- Sepsis (Greek, putrefaction): life-threatening organ dysfunction caused by the host’s response to infection.
- Septic shock is a subset of sepsis in which underlying circulatory, cellular, and metabolic abnormalities are associated with a greater mortality risk than sepsis alone.
- Both virulence of the pathogen and the host’s immunologic vulnerabilities determine the sepsis’s likelihood and outcome.
- Pathogens are associated with a site of antecedent infection: not comprehensive list.
- Gram-negative bacteria: E. coli, Klebsiella, Enterobacter, Pseudomonas, Serratia
- Gram-positive bacteria: Staphylococcus aureus, S. pneumoniae, Streptococcus species
- Toxin mediated: Staphylococcal or streptococcal toxic shock, Clostridium difficile, Clostridium sordellii.
- Viral: influenza A, human metapneumovirus, coronavirus, and respiratory syncytial virus
- Fungal: Candida
- Rickettsial: R. rickettsii, R. typhi
- Consider hosts with recognized vulnerabilities as well as exposures to pathogens of recognized virulence.
- Maternal and neonatal: Group B streptococci, E. coli., Group A streptococci (puerperal sepsis)
- Injection drug users: S. aureus, esp.
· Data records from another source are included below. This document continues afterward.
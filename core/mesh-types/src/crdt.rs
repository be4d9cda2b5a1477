use serde::{Deserialize, Serialize};

/// Stable mapping between the CRDT algorithm name used in the JSON codec and
/// the single-byte tag used on the wire. Resolves the open question in the
/// design notes: `ParseFetchCRDT.algo` must have one canonical name per id.
///
/// `""` always maps to `0` (no CRDT). Named algorithms get stable ids assigned
/// here and must never be renumbered once shipped.
pub fn algo_name_to_tag(name: &str) -> u8 {
    match name {
        "" => 0,
        "last-write-wins" => 1,
        "grow-only-set" => 2,
        "observed-remove-set" => 3,
        _ => 0,
    }
}

pub fn algo_tag_to_name(tag: u8) -> &'static str {
    match tag {
        0 => "",
        1 => "last-write-wins",
        2 => "grow-only-set",
        3 => "observed-remove-set",
        _ => "",
    }
}

#[derive(Clone, Debug, PartialEq, Serialize, Deserialize)]
#[serde(default)]
pub struct FetchCRDT {
    /// Canonical name; `""` means no CRDT view is requested.
    pub algo: String,
    /// Opaque JSON configuration blob for the selected algorithm.
    pub conf: String,
    pub msg_id: Vec<u8>,
    pub reverse: bool,
    pub head: i32,
    pub tail: i32,
    pub cursor_id1: Vec<u8>,
    pub cursor_index: i32,
}

impl Default for FetchCRDT {
    fn default() -> Self {
        Self {
            algo: String::new(),
            conf: String::new(),
            msg_id: Vec::new(),
            reverse: false,
            head: 0,
            tail: 0,
            cursor_id1: Vec::new(),
            cursor_index: 0,
        }
    }
}

impl FetchCRDT {
    pub fn is_active(&self) -> bool {
        !self.algo.is_empty()
    }

    pub fn algo_tag(&self) -> u8 {
        algo_name_to_tag(&self.algo)
    }
}

/// A single fragment of a CRDT delta stream; fragments are concatenated in
/// `seq` order until `seq == endSeq`.
#[derive(Clone, Debug, Default, PartialEq, Serialize, Deserialize)]
pub struct CrdtResult {
    pub delta: Vec<u8>,
}

/// The diff produced once an entire CRDT batch (`seq == endSeq`) has been
/// applied to a view.
#[derive(Clone, Debug, Default, PartialEq)]
pub struct CrdtChange {
    pub added: Vec<Vec<u8>>,
    pub updated: Vec<Vec<u8>>,
    pub deleted: Vec<Vec<u8>>,
}

impl CrdtChange {
    pub fn is_empty(&self) -> bool {
        self.added.is_empty() && self.updated.is_empty() && self.deleted.is_empty()
    }

    pub fn merge(&mut self, other: CrdtChange) {
        self.added.extend(other.added);
        self.updated.extend(other.updated);
        self.deleted.extend(other.deleted);
    }
}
MRSA, and Candida
- Splenectomized or functionally asplenic pts: Streptococcus pneumoniae, Haemophilus influenzae, Neisseria meningitidis, Capnocytophaga canimorsus, Babesia spp.
- Neutropenic: GNB, Aspergillus.
- Traveler: malaria, salmonellosis.
- Healthy young adult: toxic shock syndromes (S. aureus or group A strep), N. meningitidis, bioterrorism (anthrax, plague), Hantavirus, severe influenza +/- bacterial superinfection.